North Marion Middle School
1. Great Leaps was designed because of a great need. Upon my return to North Marion Middle School I was absolutely shocked at our high number of non-readers. I was also frustrated at my inability to impact. I had all the skills necessary to teach reading – yet because of a myriad of reasons I could not within the context of my classroom meet the needs of my students.
There is no magic in teaching reading. But to teach reading to these dysfunctional readers there must be a plan – there must be methods available. With adolescents there must be a measure of respect and privacy. A one-on-one is almost demanded by the situation.
And yes, I know as well as you do that we cannot afford the $40k plus necessary to have me. So, I’ve tried to put what I know and have learned into a reading program. Our data indicates this was done.
One out of ten – perhaps one out of every five of our students are completely dysfunctional readers. It’s difficult for me to watch these children move from 6th grade non-readers to 8th grade delinquents to 9th grade dropouts. Reading is a key.

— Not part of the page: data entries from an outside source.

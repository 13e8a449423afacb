use async_trait::async_trait;
use serde_json::{Value, json};

use super::{Resource, ResourceError};
use crate::clients::Clients;
use crate::context::Context;
use crate::models::{DiagnosticSettings, DiagnosticSettingsResource, LogSettings, MetricSettings};
use crate::resourceids::{DiagnosticSettingId, ParseError, ResourceId};
use crate::terraform::{Attribute, AttributeType, ResourceData, Schema};
use crate::validate::{self, Diagnostics};

const DESTINATION_TYPES: &[&str] = &["AzureDiagnostics", "Dedicated"];

const DESTINATIONS: &[&str] = &[
    "eventhub_authorization_rule_id",
    "log_analytics_workspace_id",
    "storage_account_id",
];

/// `azurerm_monitor_diagnostic_setting`
#[derive(Debug, Clone, Copy, Default)]
pub struct DiagnosticSettingResource;

fn expand_logs(value: Option<&Value>) -> Vec<LogSettings> {
    value
        .and_then(Value::as_array)
        .map(|items| {
            items
                .iter()
                .map(|item| LogSettings {
                    category: item.get("category").and_then(Value::as_str).map(str::to_string),
                    category_group: item
                        .get("category_group")
                        .and_then(Value::as_str)
                        .map(str::to_string),
                    enabled: true,
                })
                .collect()
        })
        .unwrap_or_default()
}

fn expand_metrics(value: Option<&Value>) -> Vec<MetricSettings> {
    value
        .and_then(Value::as_array)
        .map(|items| {
            items
                .iter()
                .map(|item| MetricSettings {
                    category: item.get("category").and_then(Value::as_str).map(str::to_string),
                    time_grain: None,
                    enabled: item.get("enabled").and_then(Value::as_bool).unwrap_or(true),
                })
                .collect()
        })
        .unwrap_or_default()
}

fn flatten_logs(logs: &[LogSettings]) -> Value {
    Value::Array(
        logs.iter()
            .filter(|log| log.enabled)
            .map(|log| match (&log.category, &log.category_group) {
                (_, Some(group)) => json!({ "category_group": group }),
                (Some(category), None) => json!({ "category": category }),
                (None, None) => json!({}),
            })
            .collect(),
    )
}

fn flatten_metrics(metrics: &[MetricSettings]) -> Value {
    Value::Array(
        metrics
            .iter()
            .map(|metric| json!({ "category": metric.category, "enabled": metric.enabled }))
            .collect(),
    )
}

fn expand(data: &ResourceData) -> DiagnosticSettingsResource {
    let string = |key: &str| data.get_str(key).map(str::to_string);
    let logs = expand_logs(data.get("enabled_log"));
    let metrics = expand_metrics(data.get("metric"));

    DiagnosticSettingsResource {
        id: None,
        name: None,
        properties: Some(DiagnosticSettings {
            storage_account_id: string("storage_account_id"),
            workspace_id: string("log_analytics_workspace_id"),
            event_hub_authorization_rule_id: string("eventhub_authorization_rule_id"),
            event_hub_name: string("eventhub_name"),
            log_analytics_destination_type: string("log_analytics_destination_type"),
            logs: (!logs.is_empty()).then_some(logs),
            metrics: (!metrics.is_empty()).then_some(metrics),
        }),
    }
}

#[async_trait]
impl Resource for DiagnosticSettingResource {
    fn type_name(&self) -> &'static str {
        "azurerm_monitor_diagnostic_setting"
    }

    fn schema(&self) -> Schema {
        Schema::new(vec![
            Attribute::required("name", AttributeType::String)
                .force_new()
                .validate(validate::string(validate::monitor_diagnostic_setting_name)),
            Attribute::required("target_resource_id", AttributeType::String)
                .force_new()
                .validate(validate::string(validate::string_is_not_empty)),
            Attribute::optional("eventhub_name", AttributeType::String)
                .validate(validate::string(validate::string_is_not_empty)),
            Attribute::optional("eventhub_authorization_rule_id", AttributeType::String),
            Attribute::optional("log_analytics_workspace_id", AttributeType::String),
            Attribute::optional("storage_account_id", AttributeType::String),
            Attribute::optional_computed("log_analytics_destination_type", AttributeType::String)
                .validate(validate::string_in_slice(DESTINATION_TYPES, false)),
            Attribute::optional("enabled_log", AttributeType::List),
            Attribute::optional("metric", AttributeType::List),
        ])
    }

    fn validate(&self, config: &ResourceData) -> Diagnostics {
        let mut diags = self.schema().validate(config);

        if !DESTINATIONS.iter().any(|key| config.get(key).is_some()) {
            diags.error(
                "name",
                format!("at least one of {} must be specified", DESTINATIONS.join(", ")),
            );
        }

        let logs = config.get("enabled_log").and_then(Value::as_array);
        for (i, log) in logs.into_iter().flatten().enumerate() {
            let key = format!("enabled_log.{i}");
            let category = log.get("category").and_then(Value::as_str);
            let group = log.get("category_group").and_then(Value::as_str);
            if category.is_some() == group.is_some() {
                diags.error(
                    &key,
                    "exactly one of category or category_group must be specified",
                );
            }
        }

        let metrics = config.get("metric").and_then(Value::as_array);
        for (i, metric) in metrics.into_iter().flatten().enumerate() {
            if metric.get("category").and_then(Value::as_str).is_none() {
                diags.error(&format!("metric.{i}"), "category must be specified");
            }
        }

        diags
    }

    fn validate_id(&self, id: &str) -> Result<(), ParseError> {
        DiagnosticSettingId::parse(id).map(|_| ())
    }

    async fn create(
        &self,
        clients: &Clients,
        ctx: &Context,
        data: &mut ResourceData,
    ) -> Result<(), ResourceError> {
        let ctx = clients.timeouts.for_create(ctx);
        let client = &clients.monitor.diagnostic_settings;
        let id = DiagnosticSettingId::new(
            data.get_str("target_resource_id").unwrap_or_default(),
            data.get_str("name").unwrap_or_default(),
        );

        match client.get(&ctx, &id).await {
            Ok(_) => {
                return Err(ResourceError::AlreadyExists {
                    id: id.id(),
                    type_name: self.type_name(),
                });
            }
            Err(e) if e.was_not_found() => {}
            Err(e) => {
                return Err(ResourceError::operation("checking for presence of existing", &id)(e));
            }
        }

        tracing::info!(id = %id, "creating diagnostic setting");
        client
            .create_or_update(&ctx, &id, &expand(data))
            .await
            .map_err(ResourceError::operation("creating", &id))?;

        data.set_id(id.id());
        self.read(clients, &ctx, data).await
    }

    async fn read(
        &self,
        clients: &Clients,
        ctx: &Context,
        data: &mut ResourceData,
    ) -> Result<(), ResourceError> {
        let ctx = clients.timeouts.for_read(ctx);
        let id = DiagnosticSettingId::parse_insensitively(data.id())?;

        let model = match clients.monitor.diagnostic_settings.get(&ctx, &id).await {
            Ok(model) => model,
            Err(e) if e.was_not_found() => {
                tracing::debug!(id = %id, "diagnostic setting was not found - removing from state");
                data.set_id("");
                return Ok(());
            }
            Err(e) => return Err(ResourceError::operation("retrieving", &id)(e)),
        };

        data.set("name", id.diagnostic_setting_name.as_str());
        data.set("target_resource_id", id.scope.as_str());

        let properties = model.properties.unwrap_or_default();
        data.set_opt("storage_account_id", properties.storage_account_id);
        data.set_opt("log_analytics_workspace_id", properties.workspace_id);
        data.set_opt(
            "eventhub_authorization_rule_id",
            properties.event_hub_authorization_rule_id,
        );
        data.set_opt("eventhub_name", properties.event_hub_name);
        data.set_opt(
            "log_analytics_destination_type",
            properties.log_analytics_destination_type,
        );
        data.set(
            "enabled_log",
            flatten_logs(&properties.logs.unwrap_or_default()),
        );
        data.set(
            "metric",
            flatten_metrics(&properties.metrics.unwrap_or_default()),
        );
        Ok(())
    }

    async fn update(
        &self,
        clients: &Clients,
        ctx: &Context,
        _prior: &ResourceData,
        data: &mut ResourceData,
    ) -> Result<(), ResourceError> {
        let ctx = clients.timeouts.for_update(ctx);
        let id = DiagnosticSettingId::parse(data.id())?;

        clients
            .monitor
            .diagnostic_settings
            .create_or_update(&ctx, &id, &expand(data))
            .await
            .map_err(ResourceError::operation("updating", &id))?;

        self.read(clients, &ctx, data).await
    }

    async fn delete(
        &self,
        clients: &Clients,
        ctx: &Context,
        data: &ResourceData,
    ) -> Result<(), ResourceError> {
        let ctx = clients.timeouts.for_delete(ctx);
        let id = DiagnosticSettingId::parse(data.id())?;

        match clients.monitor.diagnostic_settings.delete(&ctx, &id).await {
            Ok(_) => Ok(()),
            Err(e) if e.was_not_found() => Ok(()),
            Err(e) => Err(ResourceError::operation("deleting", &id)(e)),
        }
    }
}

#[cfg(test)]
mod tests {
    use super::*;

    const VAULT: &str = "/subscriptions/12345678-1234-9876-4563-123456789012/resourceGroups/example/providers/Microsoft.KeyVault/vaults/kv";

    fn config(value: Value) -> ResourceData {
        serde_json::from_value(json!({ "attributes": value })).unwrap()
    }

    #[test]
    fn test_validate_requires_destination() {
        let diags = DiagnosticSettingResource.validate(&config(json!({
            "name": "diag",
            "target_resource_id": VAULT
        })));
        assert!(!diags.is_valid());
        assert!(diags.errors[0].message.contains("at least one of"));
    }

    #[test]
    fn test_validate_log_category_exclusive() {
        let diags = DiagnosticSettingResource.validate(&config(json!({
            "name": "diag",
            "target_resource_id": VAULT,
            "storage_account_id": "/subscriptions/sub/resourceGroups/rg/providers/Microsoft.Storage/storageAccounts/sa",
            "enabled_log": [{"category": "AuditEvent", "category_group": "audit"}, {"category_group": "allLogs"}]
        })));
        assert_eq!(diags.errors.len(), 1);
        assert_eq!(diags.errors[0].key, "enabled_log.0");
    }

    #[test]
    fn test_validate_rejects_bad_name() {
        let diags = DiagnosticSettingResource.validate(&config(json!({
            "name": "diag/1",
            "target_resource_id": VAULT,
            "log_analytics_workspace_id": "/x"
        })));
        assert_eq!(diags.errors.len(), 1);
        assert_eq!(diags.errors[0].key, "name");
    }

    #[test]
    fn test_expand_and_flatten() {
        let data = config(json!({
            "name": "diag",
            "target_resource_id": VAULT,
            "log_analytics_workspace_id": "/workspace",
            "enabled_log": [{"category_group": "allLogs"}],
            "metric": [{"category": "AllMetrics", "enabled": false}]
        }));
        let model = expand(&data);
        let properties = model.properties.unwrap();
        assert_eq!(properties.workspace_id.as_deref(), Some("/workspace"));
        let logs = properties.logs.unwrap();
        assert_eq!(flatten_logs(&logs), json!([{"category_group": "allLogs"}]));
        let metrics = properties.metrics.unwrap();
        assert_eq!(
            flatten_metrics(&metrics),
            json!([{"category": "AllMetrics", "enabled": false}])
        );
    }

    #[test]
    fn test_validate_id_keeps_scope() {
        let id = format!("{VAULT}/providers/Microsoft.Insights/diagnosticSettings/diag");
        assert!(DiagnosticSettingResource.validate_id(&id).is_ok());
        assert!(DiagnosticSettingResource.validate_id(VAULT).is_err());
    }
}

2. Great Leaps incorporates a number of reading and behavioral theories. The majority of the research supporting the program comes from precision teaching. In conjunction with precision teaching comes a strong belief that decoding skills (phonics) are an essential tool for dysfunctional readers. A reading tactic called “the neurological impress method” refined by precision teachers into something called “read reread” is utilized.
The program is designed to be reinforcing, not punitive. In reinforcing, then demands (or consequences) can prove effective. When the students are motivated – and ours are – success follows.
Great Leaps generates its own data from which decisions are made. We are in the midst of re-designing the sight word element of the program into a sight phrase format. This is a data-based move.
Finally, much of this is based upon my own experiences – successes – failures.
3. To enter the program there must be a critical reading problem and unfortunately, there must be room. We serve 40 to 50 students and have a least this many waiting.
For the most part, those in our program have oral reading proficiency rates at a first-grade level or lower. But we also served a young gifted student – we achieved our goals rather efficiently; with the results being noticed by her gifted teacher within two weeks.
4. Great Leaps tests daily. We believe in mastery learning – and demand extremely high percentages of accuracy coupled with a demand for fluency and speed.
To my ability I have tried to build the decision-making process into the materials.
To analyze long-term success, we compare present performance levels with the student’s original reading diagnosis. This is updated annually on all our students served in the program as well as upon many students who have not been served.
5. I have designed much of what we are and have adapted the rest from materials on hand. At present this makes it virtually cost free.
In a self-contained program no additional costs – short of training – would be required. To implement this at a school for all students, there would obviously be other costs. Administrators know the details of this better than I.